Data for review Block Start

/// Map an identifier string to a reserved-word [`TokenKind`], or return
/// `None` for identifiers.
pub fn keyword_kind(s: &str) -> Option<TokenKind> {
    use TokenKind::*;
    let kind = match s {
        "break" => Break,
        "case" => Case,
        "catch" => Catch,
        "class" => Class,
        "const" => Const,
        "continue" => Continue,
        "debugger" => Debugger,
        "default" => Default,
        "delete" => Delete,
        "do" => Do,
        "else" => Else,
        "enum" => Enum,
        "export" => Export,
        "extends" => Extends,
        "false" => False,
        "finally" => Finally,
        "for" => For,
        "foreach" => Foreach,
        "function" => Function,
        "if" => If,
        "import" => Import,
        "in" => In,
        "instanceof" => Instanceof,
        "let" => Let,
        "new" => New,
        "null" => Null,
        "return" => Return,
        "super" => Super,
        "switch" => Switch,
        "this" => This,
        "throw" => Throw,
        "true" => True,
        "try" => Try,
        "typeof" => Typeof,
        "var" => Var,
        "void" => Void,
        "while" => While,
        "with" => With,
        "yield" => Yield,
        _ => return None,
    };
    Some(kind)
}

/// Words reserved only in strict mode code.
pub fn is_strict_mode_reserved_word(s: &str) -> bool {
    matches!(
        s,
        "implements"
            | "interface"
            | "package"
            | "private"
            | "protected"
            | "public"
            | "static"
            | "yield"
            | "let"
    )
}

/// `eval` and `arguments`, which strict code may not bind.
pub fn is_restricted_word(s: &str) -> bool {
    matches!(s, "eval" | "arguments")
}

// ─────────────────────────────────────────────────────────────────────────────
// TokenValue
// ─────────────────────────────────────────────────────────────────────────────

/// An invalid escape inside a template segment, raised only when the
/// template turns out to be untagged.
#[derive(Debug, Clone, PartialEq, Eq)]
pub struct InvalidEscape {
    /// Position of the backslash.
    pub position: Position,
    /// Description of the problem.
    pub message: &'static str,
}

Data for review Block End

▶ _Exercise requirements_: Each line in the listing needs to be copied exactly.

▶ _Answer below_:
/// Map an identifier string to a reserved-word [`TokenKind`], or return
/// `None` for identifiers.
pub fn keyword_kind(s: &str) -> Option<TokenKind> {
    use TokenKind::*;
    let kind = match s {
        "break" => Break,
        "case" => Case,
        "catch" => Catch,
        "class" => Class,
        "const" => Const,
        "continue" => Continue,
        "debugger" => Debugger,
        "default" => Default,
        "delete" => Delete,
        "do" => Do,
        "else" => Else,
        "enum" => Enum,
        "export" => Export,
        "extends" => Extends,
        "false" => False,
        "finally" => Finally,
        "for" => For,
        "foreach" => Foreach,
        "function" => Function,
        "if" => If,
        "import" => Import,
        "in" => In,
        "instanceof" => Instanceof,
        "let" => Let,
        "new" => New,
        "null" => Null,
        "return" => Return,
        "super" => Super,
        "switch" => Switch,
        "this" => This,
        "throw" => Throw,
        "true" => True,
        "try" => Try,
        "typeof" => Typeof,
        "var" => Var,
        "void" => Void,
        "while" => While,
        "with" => With,
        "yield" => Yield,
        _ => return None,
    };
    Some(kind)
}

/// Words reserved only in strict mode code.
pub fn is_strict_mode_reserved_word(s: &str) -> bool {
    matches!(
        s,
        "implements"
            | "interface"
            | "package"
            | "private"
            | "protected"
            | "public"
            | "static"
            | "yield"
            | "let"
    )
}

/// `eval` and `arguments`, which strict code may not bind.
pub fn is_restricted_word(s: &str) -> bool {
    matches!(s, "eval" | "arguments")
}

// ─────────────────────────────────────────────────────────────────────────────
// TokenValue
// ─────────────────────────────────────────────────────────────────────────────

/// An invalid escape inside a template segment, raised only when the
/// template turns out to be untagged.
#[derive(Debug, Clone, PartialEq, Eq)]
pub struct InvalidEscape {
    /// Position of the backslash.
    pub position: Position,
    /// Description of the problem.
    pub message: &'static str,
}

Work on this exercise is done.